Our session today started off with him making some of these jokes, but as he was working with my right leg he got a serious look on his face. He said that he knew he was kidding around a lot during our sessions, and that it was because if he was to be serious about my situation it would make him cry. He told me that he found it awful that a young person like me had to keep fighting so much to function. We progressed to talking about what my prognosis is, and he was frank and told me that he doesn’t believe that I will ever be 100% again. I am forever changed, and thus my life is forever changed. I don’t know how to describe the way it made me feel when he said that there is no going back to before the injury, but I just knew he was right. It was as though he was speaking my truth.
I thought that I had come to terms with the fact that I have changed already. I have been under the impression that it is everyone else that hasn’t come around, and I have been really irritable with others when I have felt that they don’t understand how much things have changed for me. Most days I have felt ashamed that I’m not able to do normal stuff like working full time, taking my share of the household chores or giving my wife a break from her part. I have thought that this shame was put on me by others not accepting what I had come to terms with. Now it turns out that I just wasn’t quite there yet.
It feels good that someone sees my struggle and tells me that it’s not ok that I have to go through this. For so long all I have heard is people telling me to think positive and make the best of the situation (this doesn’t mean that people haven’t said anything else, just that I haven’t picked up on it). And off course that’s important too, but I think that to be able to see the positive in this change, I need to know that people around me sees that it sucks as well. All this talk about how I will look back at it as an important and valuable experience, that I have to stay positive and think about how much worse it could have been, has made me feel like a failure for not getting better and back to my old self. Like everyone is expecting me to do better, and that what I have been doing isn’t enough. And people have seemed reluctant to ask how I’m doing or to listen when I want to tell them what’s really the issue. So I have denied what I have known to be true, because I haven’t felt like there is room for me or my situation.

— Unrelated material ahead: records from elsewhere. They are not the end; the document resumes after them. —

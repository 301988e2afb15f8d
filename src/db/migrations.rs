use color_eyre::Result;

struct Migration {
    version: &'static str,
    sql: &'static str,
}

const MIGRATIONS: &[Migration] = &[
    Migration {
        version: "V1",
        sql: include_str!("../../migrations/V1__init.sql"),
    },
    Migration {
        version: "V2",
        sql: include_str!("../../migrations/V2__coding_and_jobs.sql"),
    },
];

pub async fn run(pool: &sqlx::SqlitePool) -> Result<()> {
    sqlx::query(
        r#"
        CREATE TABLE IF NOT EXISTS schema_migrations (
            version TEXT PRIMARY KEY,
            applied_at TEXT NOT NULL DEFAULT CURRENT_TIMESTAMP
        )
        "#,
    )
    .execute(pool)
    .await?;

    for migration in MIGRATIONS {
        let already_applied: bool =
            sqlx::query_scalar("SELECT EXISTS(SELECT 1 FROM schema_migrations WHERE version = ?)")
                .bind(migration.version)
                .fetch_one(pool)
                .await?;

        if already_applied {
            continue;
        }

        let mut tx = pool.begin().await?;

        sqlx::raw_sql(migration.sql).execute(&mut *tx).await?;

        sqlx::query("INSERT INTO schema_migrations (version) VALUES (?)")
            .bind(migration.version)
            .execute(&mut *tx)
            .await?;

        tx.commit().await?;

        tracing::info!(version = migration.version, "applied database migration");
    }

    Ok(())
}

So many days I have thought that I should have been better by now. And more than once I have pushed it quite hard because I have felt better and thought that this is over now, that I’m at that point where I can start looking back at things. Today I felt like I can accept that this probably won’t be over, I’m not going back to normal. Whatever normal was, I have to make a new normal now. And it will have to affect every aspect of my life, because this injury that I was handed does. And I have to do so no matter how I feel that people meet me or react to it. Because I have to take care of myself and be kinder to my new self even though it means not meeting what I think is everyone elses expectations to me.
So thinking positive and making the best out of the situation is exactly what I’m going to do. But not in the sense that I’m going to try and keep up with my old self. And not in the way that I’m not allowed to talk about or feel that the reason I’m forced to change was really unfair. I have to change my life to go with who I am now. In a way that takes into account both the restrictions and possibilities my injury has given me. And in acknowledging that, lies the possibilities of true change.